*EXERCISE REQUIREMENTS:*
Keep only the lines of the listing that include the word "Some", and copy them.

*DATA SHOWN:*
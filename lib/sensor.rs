//! BMP280 register transport over a 4-wire SPI bus.
//!
//! The sensor runs in normal mode, pressure only, without oversampling or
//! filtering, and is read as a raw 16-bit value. No compensation is applied.

use core::convert::Infallible;

use embedded_hal::blocking::delay::DelayMs;
use embedded_hal::blocking::spi::Transfer;
use embedded_hal::digital::v2::OutputPin;

use crate::error::{Error, Result};
use crate::pipeline::Sample;

pub const CHIP_ID: u8 = 0x58;

pub struct Register;

impl Register {
    pub const ID: u8 = 0xD0;
    pub const RESET: u8 = 0xE0;
    pub const STATUS: u8 = 0xF3;
    pub const CTRL_MEAS: u8 = 0xF4;
    pub const CONFIG: u8 = 0xF5;
    pub const PRESS_MSB: u8 = 0xF7;
}

const RESET_VALUE: u8 = 0xB6;
const READ_MASK: u8 = 0x80;
const WRITE_MASK: u8 = 0x7F;

#[derive(Copy, Clone, Debug, PartialEq, Eq)]
pub enum SensorMode {
    // Pressure x1, temperature skipped, normal mode, no standby, no filter
    Mode0,
}

impl SensorMode {
    fn registers(self) -> (u8, u8) {
        match self {
            SensorMode::Mode0 => (0b000_001_11, 0b000_000_00),
        }
    }
}

/// Source of raw pressure samples for the sample interrupt.
pub trait PressureSensor {
    type Error;
    fn read_pressure(&mut self) -> core::result::Result<Sample, Self::Error>;
}

pub struct Bmp280<SPI, CS> {
    spi: SPI,
    cs: CS,
}

impl<SPI, CS, E> Bmp280<SPI, CS>
where
    SPI: Transfer<u8, Error = E>,
    CS: OutputPin<Error = Infallible>,
{
    pub fn new(spi: SPI, cs: CS) -> Self {
        let mut sensor = Bmp280 { spi, cs };
        sensor.deselect();
        sensor
    }

    /// Resets and configures the sensor, returning its chip id.
    pub fn initialize<D>(&mut self, mode: SensorMode, delay: &mut D) -> Result<u8, E>
    where
        D: DelayMs<u8>,
    {
        self.write_register(Register::RESET, RESET_VALUE)?;
        delay.delay_ms(10);

        let id = self.read_register(Register::ID)?;
        if id != CHIP_ID {
            return Err(Error::ChipId(id));
        }

        let (ctrl_meas, config) = mode.registers();
        self.write_register(Register::CTRL_MEAS, ctrl_meas)?;
        delay.delay_ms(5);
        self.write_register(Register::CONFIG, config)?;
        delay.delay_ms(5);
        Ok(id)
    }

    pub fn read_register(&mut self, addr: u8) -> Result<u8, E> {
        let mut frame = [addr | READ_MASK, 0];
        self.exchange(&mut frame)?;
        Ok(frame[1])
    }

    pub fn write_register(&mut self, addr: u8, value: u8) -> Result<(), E> {
        let mut frame = [addr & WRITE_MASK, value];
        self.exchange(&mut frame)
    }

    /// Burst read of `count` registers, accumulated big-endian.
    pub fn read_multi(&mut self, addr: u8, count: u8) -> Result<u32, E> {
        if count == 0 || count > 4 {
            return Err(Error::ReadLength(count));
        }
        let mut frame = [0u8; 5];
        frame[0] = addr | READ_MASK;
        let frame = &mut frame[..=count as usize];
        self.exchange(frame)?;
        Ok(frame[1..]
            .iter()
            .fold(0u32, |acc, byte| acc << 8 | *byte as u32))
    }

    fn exchange(&mut self, frame: &mut [u8]) -> Result<(), E> {
        self.select();
        let result = self.spi.transfer(frame).map(|_| ()).map_err(Error::Bus);
        self.deselect();
        result
    }

    fn select(&mut self) {
        self.cs.set_low().ok();
    }

    fn deselect(&mut self) {
        self.cs.set_high().ok();
    }
}

impl<SPI, CS, E> PressureSensor for Bmp280<SPI, CS>
where
    SPI: Transfer<u8, Error = E>,
    CS: OutputPin<Error = Infallible>,
{
    type Error = Error<E>;

    fn read_pressure(&mut self) -> Result<Sample, E> {
        let raw = self.read_multi(Register::PRESS_MSB, 2)?;
        Ok(raw as Sample)
    }
}

#[cfg(test)]
pub(crate) mod tests {
    use super::*;
    use std::cell::RefCell;
    use std::collections::BTreeMap;
    use std::rc::Rc;
    use std::vec::Vec;

    /// Register file behind a fake SPI bus; records every chip-select frame.
    #[derive(Default)]
    pub struct FakeChip {
        pub registers: BTreeMap<u8, u8>,
        pub frames: Vec<Vec<u8>>,
        pub selected: bool,
    }

    #[derive(Clone, Default)]
    pub struct FakeBus(pub Rc<RefCell<FakeChip>>);

    impl FakeBus {
        pub fn with_id(id: u8) -> Self {
            let bus = FakeBus::default();
            bus.0.borrow_mut().registers.insert(Register::ID, id);
            bus
        }

        pub fn set_pressure(&self, value: u16) {
            let mut chip = self.0.borrow_mut();
            chip.registers.insert(Register::PRESS_MSB, (value >> 8) as u8);
            chip.registers.insert(Register::PRESS_MSB + 1, value as u8);
        }
    }

    impl Transfer<u8> for FakeBus {
        type Error = ();

        fn transfer<'w>(&mut self, words: &'w mut [u8]) -> core::result::Result<&'w [u8], ()> {
            let mut chip = self.0.borrow_mut();
            assert!(chip.selected, "transfer without chip select");
            chip.frames.push(words.to_vec());
            let command = words[0];
            if command & READ_MASK != 0 {
                let base = command & WRITE_MASK | READ_MASK;
                for (offset, word) in words[1..].iter_mut().enumerate() {
                    let addr = base.wrapping_add(offset as u8);
                    *word = chip.registers.get(&addr).copied().unwrap_or(0);
                }
            } else {
                let addr = command | READ_MASK;
                chip.registers.insert(addr, words[1]);
            }
            Ok(words)
        }
    }

    pub struct FakeCs(pub Rc<RefCell<FakeChip>>);

    impl OutputPin for FakeCs {
        type Error = Infallible;

        fn set_low(&mut self) -> core::result::Result<(), Infallible> {
            self.0.borrow_mut().selected = true;
            Ok(())
        }

        fn set_high(&mut self) -> core::result::Result<(), Infallible> {
            self.0.borrow_mut().selected = false;
            Ok(())
        }
    }

    pub struct NoDelay;

    impl DelayMs<u8> for NoDelay {
        fn delay_ms(&mut self, _ms: u8) {}
    }

    pub fn sensor(bus: &FakeBus) -> Bmp280<FakeBus, FakeCs> {
        Bmp280::new(bus.clone(), FakeCs(bus.0.clone()))
    }

    #[test]
    fn initialize_resets_and_configures() {
        let bus = FakeBus::with_id(CHIP_ID);
        let mut bmp = sensor(&bus);

        assert_eq!(bmp.initialize(SensorMode::Mode0, &mut NoDelay), Ok(CHIP_ID));

        let chip = bus.0.borrow();
        assert_eq!(chip.frames[0], [Register::RESET & WRITE_MASK, RESET_VALUE]);
        assert_eq!(chip.registers[&Register::CTRL_MEAS], 0x07);
        assert_eq!(chip.registers[&Register::CONFIG], 0x00);
        assert!(!chip.selected);
    }

    #[test]
    fn initialize_rejects_unknown_chip() {
        let bus = FakeBus::with_id(0x60);
        let mut bmp = sensor(&bus);

        assert_eq!(
            bmp.initialize(SensorMode::Mode0, &mut NoDelay),
            Err(Error::ChipId(0x60))
        );
        assert!(!bus.0.borrow().registers.contains_key(&Register::CTRL_MEAS));
    }

    #[test]
    fn registers_read_back_after_initialize() {
        let bus = FakeBus::with_id(CHIP_ID);
        bus.0.borrow_mut().registers.insert(Register::STATUS, 0x08);
        let mut bmp = sensor(&bus);
        bmp.initialize(SensorMode::Mode0, &mut NoDelay).ok();

        assert_eq!(bmp.read_register(Register::STATUS), Ok(0x08));
        assert_eq!(bmp.read_register(Register::CTRL_MEAS), Ok(0x07));
        assert_eq!(bmp.read_register(Register::CONFIG), Ok(0x00));
        assert_eq!(bus.0.borrow().frames.last(), Some(&vec![Register::CONFIG, 0x00]));
    }

    #[test]
    fn read_multi_accumulates_big_endian() {
        let bus = FakeBus::default();
        {
            let mut chip = bus.0.borrow_mut();
            chip.registers.insert(0xF7, 0x12);
            chip.registers.insert(0xF8, 0x34);
            chip.registers.insert(0xF9, 0x56);
        }
        let mut bmp = sensor(&bus);

        assert_eq!(bmp.read_multi(0xF7, 3), Ok(0x12_3456));
        assert_eq!(bmp.read_multi(0xF7, 0), Err(Error::ReadLength(0)));
        assert_eq!(bmp.read_multi(0xF7, 5), Err(Error::ReadLength(5)));
    }

    #[test]
    fn read_pressure_is_two_byte_burst() {
        let bus = FakeBus::default();
        bus.set_pressure(0x8A1F);
        let mut bmp = sensor(&bus);

        assert_eq!(bmp.read_pressure(), Ok(0x8A1F));
        assert_eq!(bus.0.borrow().frames.last().map(|f| f.len()), Some(3));
    }
}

*EXERCISE RESPONSE:*
        assert_eq!(bus.0.borrow().frames.last(), Some(&vec![Register::CONFIG, 0x00]));
        assert_eq!(bus.0.borrow().frames.last().map(|f| f.len()), Some(3));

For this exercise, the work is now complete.